Omkar Chekuri and Yonathan Hendrawan

Designed and developed a game environment for generating and solving dynamic perfect mazes from scratch. We implemented and compared Q-learning and a novel Multi-agent Sarsa algorithm against traditional maze-solving methods. Our reinforcement learning algorithms significantly outperformed the Wall Follower algorithm in terms of steps taken and successfully solved mazes even with projectiles. This project showcases the effectiveness of RL in dynamic environments, though performance scales inversely with maze size.

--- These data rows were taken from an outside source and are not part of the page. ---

//! A small stats struct returned by [`crate::CegarHeuristic::stats`], following the
//! teacher's pattern of returning a result/stats struct from search entry points
//! (e.g. `SolverResult` in the demo binary) rather than requiring callers to
//! re-parse logs.

use std::time::Duration;

/// How the CEGAR loop's last round ended.
#[derive(Copy, Clone, Debug, Eq, PartialEq)]
pub enum CegarOutcome {
    /// Abstract search found no path; the task is (abstractly, hence concretely) unsolvable.
    Unsolvable,
    /// Trace replay reached the goal on the concrete task.
    ConcretePlan,
    /// The time or memory budget expired mid-refinement.
    BudgetExpired,
    /// An unretryable refinement overflow forced early termination.
    OverflowTerminated,
}

#[derive(Clone, Debug)]
pub struct CegarStats {
    pub outcome: CegarOutcome,
    pub rounds: u32,
    pub groups_per_variable: Vec<u32>,
    pub num_abstract_states: i64,
    pub construction_duration: Duration,
    pub precomputation_duration: Duration,
}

Developed a robust distributed Sudoku solver leveraging Docker containers to create scalable, independent services. This innovative approach implemented secure inter-process communication with encrypted channels and a Round Robin load balancing algorithm across worker nodes. The system ensures high availability and efficient task distribution, effectively tackling complex computational problems. This project demonstrates strong expertise in distributed systems architecture and containerization technologies.

Contributed significantly to the "Smart Learning in Multi-person VR" project by developing immersive virtual reality environments. My responsibilities included integrating advanced biometric sensors such as fNIRs, eye-tracking, and haptic feedback to capture detailed user engagement data. I designed interactive user interface elements and complex semantic network models for learning scenarios, aiming to understand and personalize educational experiences. This work provided crucial data for research into human-computer interaction within VR.

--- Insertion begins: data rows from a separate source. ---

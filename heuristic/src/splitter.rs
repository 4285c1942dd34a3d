//! Produces a refined group mapping from a flaw, without mutating the abstraction
//! it inspects; acceptance of the candidate mapping is [`crate::abstraction::DomainAbstraction::reload`]'s call.

use std::str::FromStr;

use rand::seq::SliceRandom;
use rand::Rng;

use crate::abstraction::{DomainAbstraction, GroupMapping};
use crate::task::Fact;

#[derive(Copy, Clone, Debug, Eq, PartialEq)]
pub enum SplitStrategy {
    SingleValue,
    RandomUniform,
}

impl FromStr for SplitStrategy {
    type Err = String;
    fn from_str(s: &str) -> Result<Self, Self::Err> {
        match s {
            "singlevaluesplit" => Ok(SplitStrategy::SingleValue),
            "randomuniformsplit" => Ok(SplitStrategy::RandomUniform),
            other => Err(format!("unknown split_method '{other}'")),
        }
    }
}

#[derive(Copy, Clone, Debug, Eq, PartialEq)]
pub enum SplitSelector {
    Random,
    MinNewStates,
    LeastRefined,
}

impl FromStr for SplitSelector {
    type Err = String;
    fn from_str(s: &str) -> Result<Self, Self::Err> {
        match s {
            "random" => Ok(SplitSelector::Random),
            "min_states_gain" => Ok(SplitSelector::MinNewStates),
            "least_refined" => Ok(SplitSelector::LeastRefined),
            other => Err(format!("unknown split_selector '{other}'")),
        }
    }
}

#[derive(Copy, Clone, Debug, Eq, PartialEq)]
pub enum SplitScope {
    AllMissedFacts,
    OneMissedFact(SplitSelector),
}

pub struct Splitter {
    strategy: SplitStrategy,
    scope: SplitScope,
}

impl Splitter {
    pub fn new(strategy: SplitStrategy, scope: SplitScope) -> Splitter {
        Splitter { strategy, scope }
    }

    /// Builds a candidate mapping splitting `missed_facts` apart from the rest of
    /// their groups. `abstraction` is only read, never mutated.
    pub fn split(&self, missed_facts: &[Fact], abstraction: &DomainAbstraction, rng: &mut impl Rng) -> GroupMapping {
        let facts_to_split: Vec<Fact> = match self.scope {
            SplitScope::AllMissedFacts => missed_facts.to_vec(),
            SplitScope::OneMissedFact(selector) => vec![self.select_one(missed_facts, abstraction, selector, rng)],
        };
        let mut mapping = abstraction.current_mapping().clone();
        for fact in facts_to_split {
            self.apply_split(&mut mapping, fact, rng);
        }
        mapping
    }

    fn select_one(&self, missed_facts: &[Fact], abstraction: &DomainAbstraction, selector: SplitSelector, rng: &mut impl Rng) -> Fact {
        debug_assert!(!missed_facts.is_empty());
        match selector {
            SplitSelector::Random => *missed_facts.choose(rng).expect("missed_facts is non-empty"),
            SplitSelector::MinNewStates => {
                let total = abstraction.num_abstract_states();
                *missed_facts
                    .iter()
                    .min_by_key(|f| {
                        let g = i64::from(abstraction.domain_size(f.var));
                        total / g * (g + 1)
                    })
                    .expect("missed_facts is non-empty")
            }
            SplitSelector::LeastRefined => *missed_facts
                .iter()
                .min_by_key(|f| abstraction.domain_size(f.var))
                .expect("missed_facts is non-empty"),
        }
    }

    fn apply_split(&self, mapping: &mut GroupMapping, fact: Fact, rng: &mut impl Rng) {
        let var: usize = usize::from(fact.var);
        let old_group = mapping[var][fact.value as usize];
        let mut group_mates: Vec<u32> = (0..mapping[var].len() as u32)
            .filter(|&value| value != fact.value && mapping[var][value as usize] == old_group)
            .collect();
        let new_group = mapping[var].iter().copied().max().expect("variable has at least one value") + 1;
        mapping[var][fact.value as usize] = new_group;

        if self.strategy == SplitStrategy::RandomUniform {
            let moved = group_mates.len() / 2;
            group_mates.shuffle(rng);
            for value in group_mates.into_iter().take(moved) {
                mapping[var][value as usize] = new_group;
            }
        }
    }
}

/// A flaw surfaced by trace replay: the concrete state at which it occurred and the
/// facts the abstract trace promised but the concrete state did not provide.
#[derive(Clone, Debug)]
pub struct Flaw {
    pub state: Vec<u32>,
    pub missed_facts: Vec<Fact>,
}

#[cfg(test)]
mod tests {
    use super::*;
    use crate::task::{TaskBuilder, VarId};
    use crate::transition::TransitionModel;
    use rand::rngs::SmallRng;
    use rand::SeedableRng;
    use std::rc::Rc;

    fn abstraction_with_domain(domain_size: u32) -> DomainAbstraction {
        let mut b = TaskBuilder::new();
        let v = b.add_variable("v", domain_size);
        b.add_operator("noop", 1, vec![], vec![]);
        let task = b.build(vec![0], vec![Fact::new(v, 0)]).unwrap();
        let transitions = Rc::new(TransitionModel::new(&task));
        let mapping = vec![vec![0; domain_size as usize]];
        DomainAbstraction::new(transitions, mapping, 1_000_000).unwrap()
    }

    #[test]
    fn single_value_split_isolates_exactly_one_value() {
        let abstraction = abstraction_with_domain(4);
        let splitter = Splitter::new(SplitStrategy::SingleValue, SplitScope::AllMissedFacts);
        let mut rng = SmallRng::seed_from_u64(1);
        let fact = Fact::new(VarId::from(0usize), 2);
        let mapping = splitter.split(&[fact], &abstraction, &mut rng);
        assert_eq!(mapping[0][2], 1);
        assert_eq!(mapping[0][0], 0);
        assert_eq!(mapping[0][1], 0);
        assert_eq!(mapping[0][3], 0);
    }

    #[test]
    fn random_uniform_split_moves_half_the_remaining_group() {
        let abstraction = abstraction_with_domain(5);
        let splitter = Splitter::new(SplitStrategy::RandomUniform, SplitScope::AllMissedFacts);
        let mut rng = SmallRng::seed_from_u64(7);
        let fact = Fact::new(VarId::from(0usize), 0);
        let mapping = splitter.split(&[fact], &abstraction, &mut rng);
        let new_group = mapping[0][0];
        let moved = mapping[0].iter().filter(|&&g| g == new_group).count();
        // group had 5 values; (5-1)/2 = 2 others moved plus the split value itself
        assert_eq!(moved, 3);
    }

    #[test]
    fn least_refined_selector_picks_smallest_domain() {
        let abstraction = abstraction_with_domain(4);
        let splitter = Splitter::new(SplitStrategy::SingleValue, SplitScope::OneMissedFact(SplitSelector::LeastRefined));
        let mut rng = SmallRng::seed_from_u64(3);
        let facts = vec![Fact::new(VarId::from(0usize), 1), Fact::new(VarId::from(0usize), 2)];
        // both facts share the same variable here; selector just needs to be deterministic
        let mapping = splitter.split(&facts[..1], &abstraction, &mut rng);
        assert_eq!(mapping[0][1], 1);
    }
}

Omkar Saiswaroop Varma Chekuri, Farah Al Saif and Ivan Calderoni

Designed and conducted an eye-tracking experiment to analyze audience perception of online commercials, specifically investigating the impact of "skip" functionality on YouTube advertisements. Through quantitative statistical analysis, including normality tests and hypothesis testing (e.g., T-tests, Mann-Whitney-Wilcoxon tests) on eye fixation metrics, we derived insights into user cognitive behavior. The study revealed interesting qualitative differences in cognitive responses between groups, providing valuable data to inform more effective digital marketing strategies.

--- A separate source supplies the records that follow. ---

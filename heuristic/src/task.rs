//! The concrete planning task: variables, operators, initial state and goal.
//!
//! This is the read-only collaborator the rest of the crate builds on. Nothing
//! downstream of [`Task::validate`] needs to re-check the invariants checked here.

use cegar_collections::create_ref_type;
use cegar_collections::ref_store::RefStore;
use thiserror::Error;

create_ref_type!(VarId);

/// A planning variable: a name and a finite domain `{0, .., domain_size-1}`.
#[derive(Clone, Debug)]
pub struct Variable {
    pub name: String,
    pub domain_size: u32,
}

/// A `var = value` assertion. Ordered lexicographically on `(var, value)`.
#[derive(Copy, Clone, Eq, PartialEq, Ord, PartialOrd, Hash, Debug)]
pub struct Fact {
    pub var: VarId,
    pub value: u32,
}

impl Fact {
    pub fn new(var: VarId, value: u32) -> Fact {
        Fact { var, value }
    }
}

/// A planning operator: a name, a non-negative integer cost, a sorted list of
/// precondition facts (at most one per variable) and a list of effect facts.
#[derive(Clone, Debug)]
pub struct Operator {
    pub name: String,
    pub cost: u32,
    pub preconditions: Vec<Fact>,
    pub effects: Vec<Fact>,
}

impl Operator {
    pub fn precondition(&self, var: VarId) -> Option<u32> {
        self.preconditions.iter().find(|f| f.var == var).map(|f| f.value)
    }
}

#[derive(Debug, Error)]
pub enum TaskError {
    #[error("fact {var:?}={value} is out of range for a variable of domain size {domain_size}")]
    OutOfRangeFact { var: VarId, value: u32, domain_size: u32 },
    #[error("operator '{0}' has two preconditions on the same variable")]
    DuplicatePrecondition(String),
    #[error("goal contains two facts for the same variable")]
    DuplicateGoalFact,
    #[error("initial state assigns {got} variables, expected exactly {expected}")]
    IncompleteInitialState { expected: usize, got: usize },
    #[error("failed to parse task: {0}")]
    Parse(String),
    #[error("invalid cegar options: {0}")]
    InvalidOptions(String),
}

/// A finite-domain planning task: the read-only oracle the heuristic core is built over.
#[derive(Clone, Debug)]
pub struct Task {
    pub variables: RefStore<VarId, Variable>,
    pub operators: Vec<Operator>,
    pub initial_state: Vec<u32>,
    pub goal: Vec<Fact>,
}

impl Task {
    pub fn num_variables(&self) -> usize {
        self.variables.len()
    }

    pub fn domain_size(&self, var: VarId) -> u32 {
        self.variables[var].domain_size
    }

    /// Checks the invariants this crate's data model can actually violate.
    ///
    /// Conditional effects and axioms have no constructor in this `Task`, so there is
    /// nothing to reject for them; this instead guards out-of-range facts, duplicate
    /// precondition/goal variables, and an incomplete initial state.
    pub fn validate(&self) -> Result<(), TaskError> {
        let check_fact = |f: &Fact| -> Result<(), TaskError> {
            let domain_size = self.domain_size(f.var);
            if f.value >= domain_size {
                Err(TaskError::OutOfRangeFact {
                    var: f.var,
                    value: f.value,
                    domain_size,
                })
            } else {
                Ok(())
            }
        };

        for op in &self.operators {
            for f in op.preconditions.iter().chain(op.effects.iter()) {
                check_fact(f)?;
            }
            let mut vars: Vec<VarId> = op.preconditions.iter().map(|f| f.var).collect();
            vars.sort();
            if vars.windows(2).any(|w| w[0] == w[1]) {
                return Err(TaskError::DuplicatePrecondition(op.name.clone()));
            }
        }

        for f in &self.goal {
            check_fact(f)?;
        }
        let mut goal_vars: Vec<VarId> = self.goal.iter().map(|f| f.var).collect();
        goal_vars.sort();
        if goal_vars.windows(2).any(|w| w[0] == w[1]) {
            return Err(TaskError::DuplicateGoalFact);
        }

        if self.initial_state.len() != self.num_variables() {
            return Err(TaskError::IncompleteInitialState {
                expected: self.num_variables(),
                got: self.initial_state.len(),
            });
        }
        for (i, &value) in self.initial_state.iter().enumerate() {
            check_fact(&Fact::new(VarId::from(i), value))?;
        }

        Ok(())
    }
}

/// Incrementally builds a [`Task`], mirroring the push-based construction of the
/// teacher's `Operators` store.
#[derive(Default)]
pub struct TaskBuilder {
    variables: RefStore<VarId, Variable>,
    operators: Vec<Operator>,
}

impl TaskBuilder {
    pub fn new() -> Self {
        Self::default()
    }

    pub fn add_variable(&mut self, name: impl Into<String>, domain_size: u32) -> VarId {
        self.variables.push(Variable {
            name: name.into(),
            domain_size,
        })
    }

    pub fn add_operator(
        &mut self,
        name: impl Into<String>,
        cost: u32,
        mut preconditions: Vec<Fact>,
        mut effects: Vec<Fact>,
    ) {
        preconditions.sort();
        effects.sort();
        self.operators.push(Operator {
            name: name.into(),
            cost,
            preconditions,
            effects,
        });
    }

    /// Consumes the builder and validates the resulting task.
    pub fn build(self, initial_state: Vec<u32>, mut goal: Vec<Fact>) -> Result<Task, TaskError> {
        goal.sort();
        let task = Task {
            variables: self.variables,
            operators: self.operators,
            initial_state,
            goal,
        };
        task.validate()?;
        Ok(task)
    }
}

Aaron Morris, Omkar Chekuri, and Yonathan Hendrawan

Designed and developed a comprehensive 2.5D platformer game, incorporating essential elements such as advanced animation, precise collision detection, custom shaders, dynamic particle systems, and realistic basic physics. We meticulously applied rigorous software engineering processes, including a milestone-driven approach and Test-Driven Development (TDD), to ensure robust and high-quality development. This project significantly enhanced our proficiency in advanced computer graphics techniques and practical game development methodologies.

Omkar Chekuri

Developed a Streamlit application to address the prevalent issue of underrepresentation of diverse skin tones in medical imagery. This tool provides users access to sample images across various races for specified skin conditions, directly counteracting existing digital bias. It also scrapes relevant information from WebMD, enhancing flexibility and usability for health research. By offering a more inclusive range of visuals and data, this application significantly mitigates the representation gap in online medical information.

Omkar Chekuri

This project explored artistic rendering in computer graphics, a field less focused on photorealism and more on expressive visual styles. I aimed to replicate abstract image representation techniques inspired by [Haeberli 1990], focusing on controlling color, shape, and size of brush strokes. While not an exact replication, my implementation of these techniques achieved reasonable results with distinct artistic elements, showcasing the potential for non-photorealistic rendering in digital art.